NETID user expiration and related changes

October 11, 2013

A service change is planned for the UWWI NETID domain service.

 

What and When:

Next week we will mark approximately 50,000 NETID user accounts as expired, to bring these accounts into closer alignment with their current UW NetID status. All 50,000 of these NETID user accounts no longer have a valid UW NetID.

 

What you need to do:

No impact is expected. All of these NETID user accounts no longer have an associated UW NetID. None of these accounts have logged in over the course of the past 20 months.

 

More info:

In early 2012, the NETID domain experienced a significant incident as an outcome of a change made in late 2011. As a workaround to that incident, we unexpired user accounts that were expired at that time. Reconciling which accounts actually should be expired has been outstanding work that until now hasn’t been prioritized.

 

The NETID domain service tries to align as closely with the UW NetID service as it can, but there are notable differences due to the technology constraints and business rules required. When a UW NetID loses its password, the NETID domain service doesn’t delete the user account, but instead marks the account as expired and resets the password to a long random string unknown to anyone. This is primarily to retain the objectSID in case access to resources via user account is needed again, but there are also auditing reasons to retain the objectSID.

 

There is other work scheduled later this quarter that will adjust our practices around UW NetIDs that lose their password (i.e. UW NetIDs that are no longer valid). This work will result in a couple changes.

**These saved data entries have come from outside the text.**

use thiserror::Error;

use ivi_wm_core::CoreError;

#[derive(Debug, Error)]
pub enum LayerMapError {
    #[error("Failed to parse layout document: {0}")]
    Json(#[from] serde_json::Error),

    #[error("Failed to read layout document: {0}")]
    Source(#[from] CoreError),

    #[error("Found mapping w/o name (role pattern '{role}')")]
    MissingName { role: String },

    #[error("Found invalid/unset layer id {layer_id} in mapping '{name}'")]
    InvalidLayerId { name: String, layer_id: i64 },

    #[error("Layer id {0} is mapped more than once")]
    DuplicateLayerId(u32),

    #[error("Invalid pattern '{pattern}': {source}")]
    BadPattern {
        pattern: String,
        #[source]
        source: regex::Error,
    },

    #[error("Layer mapping document contains no layers")]
    NoLayers,

    #[error("Area '{0}' is defined more than once")]
    DuplicateArea(String),
}
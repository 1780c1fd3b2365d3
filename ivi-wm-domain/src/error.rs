//! The inline error taxonomy returned to window manager clients.
//!
//! Success is the `Ok` side of a `Result`; [`describe`] produces the legacy
//! "Success" string for it so replies keep their historical wording.

use thiserror::Error;

use crate::driver::DriverError;

#[derive(Debug, Clone, Copy, PartialEq, Eq, Hash, Error)]
pub enum WMError {
    #[error("Request failed")]
    Fail,
    #[error("Request is rejected, due to the policy rejection of the request.")]
    ReqRejected,
    #[error("Request is dropped, because the high priority request is done")]
    ReqDropped,
    #[error("Not registered")]
    NotRegistered,
    #[error("Request is dropped, due to time out expiring")]
    TimeoutExpired,
    #[error("Layout change fails, due to some reasons")]
    LayoutChangeFail,
    #[error("No element")]
    NoEntry,
    #[error("No layout change(deactivate only)")]
    NoLayoutChange,
}

pub type WmResult<T> = Result<T, WMError>;

impl WMError {
    /// Stable machine-readable code, e.g. `"REQ_REJECTED"`.
    pub fn code(&self) -> &'static str {
        match self {
            WMError::Fail => "FAIL",
            WMError::ReqRejected => "REQ_REJECTED",
            WMError::ReqDropped => "REQ_DROPPED",
            WMError::NotRegistered => "NOT_REGISTERED",
            WMError::TimeoutExpired => "TIMEOUT_EXPIRED",
            WMError::LayoutChangeFail => "LAYOUT_CHANGE_FAIL",
            WMError::NoEntry => "NO_ENTRY",
            WMError::NoLayoutChange => "NO_LAYOUT_CHANGE",
        }
    }

    pub fn description(&self) -> &'static str {
        match self {
            WMError::Fail => "Request failed",
            WMError::ReqRejected => "Request is rejected, due to the policy rejection of the request.",
            WMError::ReqDropped => "Request is dropped, because the high priority request is done",
            WMError::NotRegistered => "Not registered",
            WMError::TimeoutExpired => "Request is dropped, due to time out expiring",
            WMError::LayoutChangeFail => "Layout change fails, due to some reasons",
            WMError::NoEntry => "No element",
            WMError::NoLayoutChange => "No layout change(deactivate only)",
        }
    }
}

/// Human readable status of any window manager result.
pub fn describe<T>(result: &WmResult<T>) -> &'static str {
    match result {
        Ok(_) => "Success",
        Err(e) => e.description(),
    }
}

impl From<DriverError> for WMError {
    fn from(_: DriverError) -> Self {
        WMError::Fail
    }
}

#[cfg(test)]
mod tests {
    use super::*;
    use rstest::rstest;

    #[rstest]
    #[case(WMError::Fail, "FAIL")]
    #[case(WMError::ReqRejected, "REQ_REJECTED")]
    #[case(WMError::ReqDropped, "REQ_DROPPED")]
    #[case(WMError::NotRegistered, "NOT_REGISTERED")]
    #[case(WMError::TimeoutExpired, "TIMEOUT_EXPIRED")]
    #[case(WMError::LayoutChangeFail, "LAYOUT_CHANGE_FAIL")]
    #[case(WMError::NoEntry, "NO_ENTRY")]
    #[case(WMError::NoLayoutChange, "NO_LAYOUT_CHANGE")]
    fn display_matches_description(#[case] err: WMError, #[case] code: &str) {
        assert_eq!(err.code(), code);
        assert_eq!(err.to_string(), err.description());
    }

    #[test]
    fn describe_success_and_failure() {
        let ok: WmResult<u32> = Ok(7);
        let rejected: WmResult<u32> = Err(WMError::ReqRejected);
        assert_eq!(describe(&ok), "Success");
        assert_eq!(describe(&rejected), "Request is rejected, due to the policy rejection of the request.");
    }

    #[test]
    fn driver_failures_become_fail() {
        let err: WMError = DriverError::UnknownSurface(12).into();
        assert_eq!(err, WMError::Fail);
    }
}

  1. NETID users which go into this state will:
  • be expired
  • get random password
  • get renamed cn/samAccountName values slightly to values that clearly indicate the user account is dead, but still retain the original UW NetID string
  • be moved to a new OU set aside for “dead” NETID users
  • be disabled
  • have all optional attribute values removed
  1. Users which have been in this “dead” state for 7 years will be deleted
  2. Users which have been in this “dead” state, which are determined to be part of a transitory population, will be deleted after 1 year. An example of a transitory user would be an applicant.

 

We don’t plan on additionally announcing when that work happens, because that work is judged to be very low impact due to the fact that it doesn’t affect active users. However, we do think there is value in being transparent about the kinds of lifecycle practices we are employing.

 

Questions and Answers:

  • I thought UW NetIDs were good for ever. Did something change?No, nothing changed. It’s just that amongst the large number of UW NetIDs there are always exceptions to the rule. There are several populations of UW NetIDs that can “lose” their UW NetID, where “lose” means the UW NetID still exists (i.e. can’t be issued to someone else) but the password is removed, and the associated accounts are no longer active. The populations that this can happen to include (but are not limited to):
  • Former Applicants (i.e. students that applied but never enrolled)
  • Former Shared UW NetIDs
  • Former Clinicians
  • Former Cascadia
  • Former Admin UW NetIDs

 

Further questions about UW NetIDs and their lifecycle should be directed to the UW NetID service via help@uw.edu with “UW NetID lifecycle question” in the subject line.

 

  • Why don’t you just delete the NETID user account tied to these dead UW NetIDs?

 

Because once we delete the user account, the objectSID is effectively gone. That objectSID is distributed to some unknown number of resource objects throughout the UW environment in access controls. If any part of the UW environment goes through an audit and has a resource which references that objectSID, they will be left baffled as to who *had* access to that resource. Unfortunately, this distributed nature of Windows access control is such that there is no easy way to “clean up” objectSIDs which are no longer meaningful.

 

  • Why 7 years?

 

Because this is the longest regulatory period we are aware of where auditing logs need to be kept. If you are aware of a longer period, let us know.

 

  • Why only 1 year for transitory users?

 

Two reasons: Because there are a lot of them. And it’s pretty unlikely that there are many resources they were granted access to which are significant in nature.

  • Why are there so many NETID user accounts without an associated UW NetID?

 

Because the populations noted above have a lot of turnover and churn. Applicants in particular contribute quite a bit to the overall number. The NETID domain service is so far out of alignment because back in early 2012 as a workaround to a significant incident, we removed ~3 year’s worth of expirations. That’s where the 50k comes from, but additionally there are other expired NETID users (all the users which have expired in the past 20 months). So the total number after this work will be ~90k. That number will get cut down when we run the first 1 year deletion, but in general it will continue to grow.